Exercise prompt: Look below for the line containing "the model file."; from there, print each line exactly up to and including the line containing "#[serde(default)]", and stop.

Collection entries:
__________

//! Application model document.
//!
//! Records type the fields the engine reasons about (names, discriminants,
//! nested collections) and keep every other attribute in a flattened map so a
//! read/modify/write cycle never drops fields this crate does not know about.

use serde::de::DeserializeOwned;
use serde::{Deserialize, Deserializer, Serialize};
use serde_json::{Map, Value};
use thiserror::Error;

use crate::family::ChildKind;
use crate::kind::{Classification, FlowKind, KindConflict};

#[derive(Debug, Error)]
pub enum ModelError {
    #[error("model parse error: {0}")]
    Parse(#[from] serde_json::Error),

    #[error("document has no namespace")]
    NoNamespace,
}

/// Root of the model file.
#[derive(Debug, Clone, Default, PartialEq, Serialize, Deserialize)]
pub struct Document {
    pub root: ModelRoot,
}

#[derive(Debug, Clone, Default, PartialEq, Serialize, Deserialize)]
pub struct ModelRoot {
    #[serde(default, skip_serializing_if = "Option::is_none")]
    pub name: Option<String>,
    #[serde(default, skip_serializing_if = "Vec::is_empty")]
    pub namespace: Vec<Namespace>,
    #[serde(flatten)]
    pub attributes: Map<String, Value>,
}

#[derive(Debug, Clone, Default, PartialEq, Serialize, Deserialize)]
pub struct Namespace {
    #[serde(default)]
    pub name: String,
    #[serde(default, skip_serializing_if = "Vec::is_empty")]
    pub object: Vec<DataObject>,
    #[serde(rename = "userStory", default, skip_serializing_if = "Vec::is_empty")]
    pub user_story: Vec<UserStory>,
    #[serde(flatten)]
    pub attributes: Map<String, Value>,
}

#[derive(Debug, Clone, Default, PartialEq, Serialize, Deserialize)]
pub struct DataObject {
    pub name: String,
    #[serde(
        rename = "parentObjectName",
        default,
        skip_serializing_if = "Option::is_none"
    )]
    pub parent_object_name: Option<String>,
    #[serde(default, skip_serializing_if = "Vec::is_empty")]
    pub report: Vec<Report>,
    #[serde(
        rename = "objectWorkflow",
        default,
        skip_serializing_if = "Vec::is_empty"
    )]
    pub object_workflow: Vec<FlowRecord>,
    #[serde(flatten)]
    pub attributes: Map<String, Value>,
}

/// Nested collection item (column, button, parameter, output variable, task).
///
/// Items are attribute records; the identifying attribute depends on the
/// collection (see [`ChildKind::key_field`]).
#[derive(Debug, Clone, Default, PartialEq, Serialize, Deserialize)]
#[serde(transparent)]
pub struct Item {
    pub attributes: Map<String, Value>,
}

impl Item {
    pub fn new(attributes: Map<String, Value>) -> Self {
        Self { attributes }
    }

    /// String attribute, if present.
    pub fn text(&self, field: &str) -> Option<&str> {
        self.attributes.get(field).and_then(Value::as_str)
    }
}

#[derive(Debug, Clone, Default, PartialEq, Serialize, Deserialize)]
pub struct Report {
    pub name: String,
    #[serde(rename = "reportColumn", default, skip_serializing_if = "Vec::is_empty")]
    pub report_column: Vec<Item>,
    #[serde(rename = "reportButton", default, skip_serializing_if = "Vec::is_empty")]
    pub report_button: Vec<Item>,
    #[serde(rename = "reportParam", default, skip_serializing_if = "Vec::is_empty")]
    pub report_param: Vec<Item>,
    #[serde(flatten)]
    pub attributes: Map<String, Value>,
}

impl Report {
    pub fn children(&self, kind: ChildKind) -> Option<&Vec<Item>> {
        match kind {
            ChildKind::Column => Some(&self.report_column),
            ChildKind::Button => Some(&self.report_button),
            ChildKind::Param => Some(&self.report_param),
            ChildKind::OutputVar | ChildKind::Task => None,
        }
    }

    pub fn children_mut(&mut self, kind: ChildKind) -> Option<&mut Vec<Item>> {
        match kind {
            ChildKind::Column => Some(&mut self.report_column),
            ChildKind::Button => Some(&mut self.report_button),
            ChildKind::Param => Some(&mut self.report_param),
            ChildKind::OutputVar | ChildKind::Task => None,
        }
    }
}

/// A record of the shared `objectWorkflow` array.
#[derive(Debug, Clone, Default, PartialEq, Serialize, Deserialize)]
pub struct FlowRecord {
    pub name: String,
    #[serde(rename = "isDynaFlow", default, skip_serializing_if = "Option::is_none")]
    pub is_dyna_flow: Option<String>,
    #[serde(
        rename = "isDynaFlowTask",
        default,
        skip_serializing_if = "Option::is_none"
    )]
    pub is_dyna_flow_task: Option<String>,
    #[serde(
        rename = "objectWorkflowParam",
        default,
        skip_serializing_if = "Vec::is_empty"
    )]
    pub object_workflow_param: Vec<Item>,
    #[serde(
        rename = "objectWorkflowOutputVar",
        default,
        skip_serializing_if = "Vec::is_empty"
    )]
    pub object_workflow_output_var: Vec<Item>,
    #[serde(
        rename = "objectWorkflowButton",
        default,
        skip_serializing_if = "Vec::is_empty"
    )]
    pub object_workflow_button: Vec<Item>,
    #[serde(rename = "dynaFlowTask", default, skip_serializing_if = "Vec::is_empty")]
    pub dyna_flow_task: Vec<Item>,
    #[serde(flatten)]
    pub attributes: Map<String, Value>,
    #[serde(skip)]
    pub classification: Classification,
}

impl FlowRecord {
    /// Compute and store the record's kind.
    pub fn classify(&mut self) -> &Classification {
        self.classification = match FlowKind::classify(
            &self.name,
            self.is_dyna_flow.as_deref(),
            self.is_dyna_flow_task.as_deref(),
        ) {
            Ok(kind) => Classification::Kind(kind),
            Err(conflict) => Classification::Conflict(conflict),
        };
        &self.classification
    }

    /// The record's kind, or `None` when its discriminants conflict.
    pub fn kind(&self) -> Option<FlowKind> {
        match &self.classification {
            Classification::Kind(kind) => Some(*kind),
            Classification::Conflict(_) => None,
            Classification::Unclassified => FlowKind::classify(
                &self.name,
                self.is_dyna_flow.as_deref(),
                self.is_dyna_flow_task.as_deref(),
            )
            .ok(),
        }
    }

    pub fn conflict(&self) -> Option<&KindConflict> {
        match &self.classification {
            Classification::Conflict(conflict) => Some(conflict),
            _ => None,
        }
    }

    pub fn children(&self, kind: ChildKind) -> Option<&Vec<Item>> {
        match kind {
            ChildKind::Param => Some(&self.object_workflow_param),
            ChildKind::OutputVar => Some(&self.object_workflow_output_var),
            ChildKind::Button => Some(&self.object_workflow_button),
            ChildKind::Task => Some(&self.dyna_flow_task),
            ChildKind::Column => None,
        }
    }

    pub fn children_mut(&mut self, kind: ChildKind) -> Option<&mut Vec<Item>> {
        match kind {
            ChildKind::Param => Some(&mut self.object_workflow_param),
            ChildKind::OutputVar => Some(&mut self.object_workflow_output_var),
            ChildKind::Button => Some(&mut self.object_workflow_button),
            ChildKind::Task => Some(&mut self.dyna_flow_task),
            ChildKind::Column => None,
        }
    }
}

#[derive(Debug, Clone, Default, PartialEq, Serialize, Deserialize)]
pub struct UserStory {
    #[serde(
        rename = "storyNumber",
        default,
        deserialize_with = "de_opt_string_or_number",
        skip_serializing_if = "Option::is_none"
    )]
    pub story_number: Option<String>,
    #[serde(rename = "storyText", default)]
    pub story_text: String,
    #[serde(flatten)]
    pub attributes: Map<String, Value>,
}

fn de_opt_string_or_number<'de, D>(deserializer: D) -> Result<Option<String>, D::Error>
where
    D: Deserializer<'de>,
{
    match Option::<Value>::deserialize(deserializer)? {
        None | Some(Value::Null) => Ok(None),
        Some(Value::String(s)) => Ok(Some(s)),
        Some(Value::Number(n)) => Ok(Some(n.to_string())),
        Some(other) => Err(serde::de::Error::custom(format!(
            "storyNumber must be a string or number, found {other}"
        ))),
    }
}

impl DataObject {
    /// Classify every flow record, returning the conflicts found.
    pub fn classify_flows(&mut self) -> Vec<KindConflict> {
        self.object_workflow
            .iter_mut()
            .filter_map(|flow| match flow.classify() {
                Classification::Conflict(conflict) => Some(conflict.clone()),
                _ => None,
            })
            .collect()
    }
}

impl Document {
    /// Parse a document and classify its flows.
    pub fn from_value(value: Value) -> Result<Self, ModelError> {
        let mut doc: Document = serde_json::from_value(value)?;
        doc.classify();
        Ok(doc)
    }

    pub fn from_json_str(text: &str) -> Result<Self, ModelError> {
        let mut doc: Document = serde_json::from_str(text)?;
        doc.classify();
        Ok(doc)
    }

    /// Classify every flow record in the document.
    pub fn classify(&mut self) -> Vec<KindConflict> {
        self.root
            .namespace
            .iter_mut()
            .flat_map(|ns| ns.object.iter_mut())
            .flat_map(DataObject::classify_flows)
            .collect()
    }

    /// All data objects across namespaces, in document order.
    pub fn data_objects(&self) -> impl Iterator<Item = &DataObject> {
        self.root.namespace.iter().flat_map(|ns| ns.object.iter())
    }

    /// Data object at a position of [`Document::data_objects`].
    pub fn data_object_at_mut(&mut self, index: usize) -> Option<&mut DataObject> {
        self.root
            .namespace
            .iter_mut()
            .flat_map(|ns| ns.object.iter_mut())
            .nth(index)
    }

    pub fn user_stories(&self) -> impl Iterator<Item = &UserStory> {
        self.root.namespace.iter().flat_map(|ns| ns.user_story.iter())
    }

    pub fn user_story_at_mut(&mut self, index: usize) -> Option<&mut UserStory> {
        self.root
            .namespace
            .iter_mut()
            .flat_map(|ns| ns.user_story.iter_mut())
            .nth(index)
    }

    /// Append a data object to the first namespace.
    pub fn push_data_object(&mut self, object: DataObject) -> Result<(), ModelError> {
        let ns = self
            .root
            .namespace
            .first_mut()
            .ok_or(ModelError::NoNamespace)?;
        ns.object.push(object);
        Ok(())
    }

    /// Append a user story to the first namespace.
    pub fn push_user_story(&mut self, story: UserStory) -> Result<(), ModelError> {
        let ns = self
            .root
            .namespace
            .first_mut()
            .ok_or(ModelError::NoNamespace)?;
        ns.user_story.push(story);
        Ok(())
    }
}

/// Overlay `updates` onto a record through its JSON form.
///
/// Keys present in `updates` replace the record's values wholesale; the record
/// is re-parsed so typed fields stay consistent with the attribute map.
pub fn merge_into<T>(target: &mut T, updates: &Map<String, Value>) -> Result<(), serde_json::Error>
where
    T: Serialize + DeserializeOwned,
{
    let mut value = serde_json::to_value(&*target)?;
    if let Value::Object(map) = &mut value {
        for (key, update) in updates {
            map.insert(key.clone(), update.clone());
        }
    }
    *target = serde_json::from_value(value)?;
    Ok(())
}

#[cfg(test)]
mod tests {
    use super::*;
    use pretty_assertions::assert_eq;
    use serde_json::json;

    fn sample() -> Value {
        json!({
            "root": {
                "name": "Shop",
                "namespace": [{
                    "name": "Main",
                    "object": [{
                        "name": "Customer",
                        "prop": [{"name": "Email", "sqlServerDBDataType": "nvarchar"}],
                        "report": [{
                            "name": "CustomerList",
                            "visualizationType": "Grid",
                            "reportColumn": [{"name": "Email", "headerText": "Email"}]
                        }],
                        "objectWorkflow": [
                            {"name": "CustomerAdd"},
                            {"name": "CustomerListInitReport"},
                            {"name": "ApproveCustomer", "isDynaFlow": "true"},
                            {"name": "BadInitObjWF", "isDynaFlow": "true"}
                        ]
                    }],
                    "userStory": [{"storyNumber": 7, "storyText": "As a user..."}]
                }]
            }
        })
    }

    #[test]
    fn test_load_classifies_flows() {
        let doc = Document::from_value(sample()).unwrap();
        let customer = doc.data_objects().next().unwrap();
        let kinds: Vec<_> = customer.object_workflow.iter().map(|f| f.kind()).collect();
        assert_eq!(
            kinds,
            vec![
                Some(FlowKind::GeneralFlow),
                Some(FlowKind::PageInitFlow),
                Some(FlowKind::Workflow),
                None,
            ]
        );
        assert!(customer.object_workflow[3].conflict().is_some());
    }

    #[test]
    fn test_unknown_attributes_survive_round_trip() {
        let original = sample();
        let doc = Document::from_value(original.clone()).unwrap();
        let back = serde_json::to_value(&doc).unwrap();
        // storyNumber is normalised to a string, everything else is preserved.
        let mut expected = original;
        expected["root"]["namespace"][0]["userStory"][0]["storyNumber"] = json!("7");
        assert_eq!(back, expected);
    }

    #[test]
    fn test_merge_into_overlays_fields() {
        let mut report = Report {
            name: "CustomerList".into(),
            ..Default::default()
        };
        let updates = json!({"titleText": "Customers", "name": "CustomerGrid"});
        merge_into(&mut report, updates.as_object().unwrap()).unwrap();
        assert_eq!(report.name, "CustomerGrid");
        assert_eq!(report.attributes["titleText"], json!("Customers"));
    }

    #[test]
    fn test_push_requires_namespace() {
        let mut doc = Document::default();
        let err = doc.push_data_object(DataObject::default()).unwrap_err();
        assert!(matches!(err, ModelError::NoNamespace));
    }
}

__________

Output for this task:
/// Root of the model file.
#[derive(Debug, Clone, Default, PartialEq, Serialize, Deserialize)]
pub struct Document {
    pub root: ModelRoot,
}

#[derive(Debug, Clone, Default, PartialEq, Serialize, Deserialize)]
pub struct ModelRoot {
    #[serde(default, skip_serializing_if = "Option::is_none")]
    pub name: Option<String>,
    #[serde(default, skip_serializing_if = "Vec::is_empty")]
    pub namespace: Vec<Namespace>,
    #[serde(flatten)]
    pub attributes: Map<String, Value>,
}

#[derive(Debug, Clone, Default, PartialEq, Serialize, Deserialize)]
pub struct Namespace {
    #[serde(default)]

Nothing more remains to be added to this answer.